1

If you JSON-decode material containing a value that contains a backslashed "n" to indicate a newline, at what point should you replace it with a true newline?

Here's an artificial example:

let dict = ["key": "value\\nvalue"]
let json = try! JSONEncoder().encode(dict)
let result = try! JSONDecoder().decode([String:String].self, from: json)
print(result["key"])

That outputs "value\\nvalue", but for purposes of display in my app, I then call replacingOccurrences to change "\\n" (meaning backslashed n" into "\n" (meaning newline) so that an actual newline appears in my interface.

Now, I'm a little surprised that JSONDecoder isn't already doing this for me. Just as it has a configurable policy for decoding a date string value into a date, I would expect it at the least to have a configurable policy for decoding a string value into a string. But it doesn't.

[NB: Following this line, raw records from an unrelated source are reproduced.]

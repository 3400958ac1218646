//! The generic payload carried by every interaction on the connection.
//!
//! A payload is a route plus an opaque body. On the wire it travels as
//!
//! ```text
//! +----------------------+--------------------------------+------------+
//! | metadata len (u24 BE) | route len (u8) | route (ASCII) |    body    |
//! +----------------------+--------------------------------+------------+
//! ```
//!
//! where the metadata block is the routing metadata `[len][route]`.

use crate::error::{ChatError, Result};

const METADATA_LEN_BYTES: usize = 3;
const MAX_METADATA_LEN: usize = 0x00FF_FFFF;
pub const MAX_ROUTE_LEN: usize = u8::MAX as usize;

#[derive(Debug, Clone, PartialEq, Eq)]
pub struct WirePayload {
    pub route: String,
    pub body: Vec<u8>,
}

impl WirePayload {
    pub fn new(route: impl Into<String>, body: Vec<u8>) -> Self {
        Self {
            route: route.into(),
            body,
        }
    }

    /// Routing metadata for this payload's route.
    pub fn routing_metadata(&self) -> Result<Vec<u8>> {
        validate_route(&self.route)?;
        let mut metadata = Vec::with_capacity(1 + self.route.len());
        metadata.push(self.route.len() as u8);
        metadata.extend_from_slice(self.route.as_bytes());
        Ok(metadata)
    }

    pub fn encode_frame(&self) -> Result<Vec<u8>> {
        let metadata = self.routing_metadata()?;
        if metadata.len() > MAX_METADATA_LEN {
            return Err(ChatError::encode(&self.route, "metadata exceeds 24-bit length"));
        }

        let mut frame = Vec::with_capacity(METADATA_LEN_BYTES + metadata.len() + self.body.len());
        let len = metadata.len() as u32;
        frame.extend_from_slice(&len.to_be_bytes()[1..]);
        frame.extend_from_slice(&metadata);
        frame.extend_from_slice(&self.body);
        Ok(frame)
    }

    pub fn decode_frame(frame: &[u8]) -> Result<Self> {
        let truncated = |what: &str| ChatError::decode("", format!("truncated frame: {what}"));

        if frame.len() < METADATA_LEN_BYTES {
            return Err(truncated("missing metadata length"));
        }
        let metadata_len =
            u32::from_be_bytes([0, frame[0], frame[1], frame[2]]) as usize;
        let rest = &frame[METADATA_LEN_BYTES..];
        if rest.len() < metadata_len {
            return Err(truncated("metadata shorter than declared"));
        }
        let (metadata, body) = rest.split_at(metadata_len);

        let Some((&route_len, route_bytes)) = metadata.split_first() else {
            return Err(ChatError::decode("", "frame carries no routing metadata"));
        };
        if route_bytes.len() != route_len as usize {
            return Err(truncated("route length does not match metadata"));
        }
        if !route_bytes.is_ascii() {
            return Err(ChatError::decode("", "route is not ASCII"));
        }
        let route = String::from_utf8_lossy(route_bytes).into_owned();

        Ok(Self {
            route,
            body: body.to_vec(),
        })
    }
}

fn validate_route(route: &str) -> Result<()> {
    if route.is_empty() {
        return Err(ChatError::encode(route, "route is empty"));
    }
    if route.len() > MAX_ROUTE_LEN {
        return Err(ChatError::encode(
            route,
            format!("route longer than {MAX_ROUTE_LEN} bytes"),
        ));
    }
    if !route.is_ascii() {
        return Err(ChatError::encode(route, "route is not ASCII"));
    }
    Ok(())
}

My question is: what do people do about this sort of situation, as a general rule? Dealing with it on a case by case basis, as I'm doing in my app, feels wrong; in reality, these JSON data are coming from the server and I want all JSON HTTP response bodies to be treated in this way.

matt
  • 515,959
  • 87
  • 875
  • 1,141
  • 1
    *"what do people do about this sort of situation"* - don't escape the newline in the JSON text. This becomes a non-issue if an actual newline is provided in the JSON text from the server. There's no need to support this in JSONDecoder because there's no need to escape newlines. A newline character is no different than any other character. A double-quote is the only character that needs to be escaped (for obvious reasons). – HangarRash Jul 21 '23 at 17:18
  • Your dictionary has \\n, which is two characters, a backslash followed by a `n` (and your string literal is escaping the backslash.) The resulting JSON represents that as *three* actual characters, a backslash followed by a backslash followed by a `n`. It would be a serious mistake if `JSONDecoder` took those three characters and replaced them with a single newline character. Bottom line, both `JSONEncoder` and `JSONDecoder` are both doing the right thing with re both newline characters and backslashes. – Rob Jul 21 '23 at 17:26
  • @HangarRash Well, you tell that to (a) the server people and (b) the JSON people (literal newlines are not permitted in JSON until JSON 5). – matt Jul 21 '23 at 17:38
  • 1
    So, that having been said, how can we help you? `JSONDecoder` is definitely doing the correct thing. Sounds like your backend (which is outside of your control) is just poorly designed/implemented. If they’re sending you model data that includes actual escape characters, then you really are stuck manually unescaping it. By the way, when you do this, remember that newline is not the only problem. You will probably want to confirm what they’re doing with quotation marks, \u escape codes, etc. – Rob Jul 21 '23 at 18:09
  • 2
    @matt I don't understand what you're meaning here about "literal newlines are not permitted in JSON." This absolutely works fine if the JSON data is `value\nvalue` without an extra backslash. I mean the byte "backslash" followed by the byte `n`. There's no need for a literal newline. And it, by JSON spec, encodes 0x0a, newline. So I agree that your server folks may be doing a thing, but "JSON people" aren't the problem. JSON totally handles this. If you can't fix the server, then as you say, you'll need some ad hoc workaround for non-standard encoding. – Rob Napier Jul 21 '23 at 18:55
  • 2
    "I want all JSON HTTP response bodies to be treated in this way." I absolutely don't want non-spec transformations applied to my JSON. That's what breaks me all the time when I work in PHP, and to a lesser extent JavaScript. Please stop guessing at what the bytes probably mean, and just decode according to the rule. I've seen too many systems that apply "replaceEscapesAndPercentEscapes" repeatedly until the strings stops changing. That's bad. – Rob Napier Jul 21 '23 at 19:00
  • @RobNapier That's a pretty good answer: if you pull both those comments together and make an answer it will give me something to sink the company's teeth into. – matt Jul 21 '23 at 19:03
  • But if newlines in dictionary string values are legal I don't quite get why e.g. jsonlint.com rejects them. – matt Jul 21 '23 at 19:19
  • jsonlint.com rejects them because it is not validating the strings within your dictionary or model object (which may have `0a` newline characters in them), but rather is validating the strings within the encoded JSON (which should not have `0a`, but rather be encoded as `5c6e`). – Rob Jul 22 '23 at 17:34

2 Answers2

2

It looks like the server is sending 5c5c6e (i.e. backslash-backslash-n or \\n). That's valid JSON, but it doesn't mean "newline." It means "backslash-n" (\ followed by n). If the server means to send newline, that's mis-encoded. It needs to be 5c6e, "backslash-n." Sure, you can fix it on the client side, but there's no "normal" way to do that because it's just wrong.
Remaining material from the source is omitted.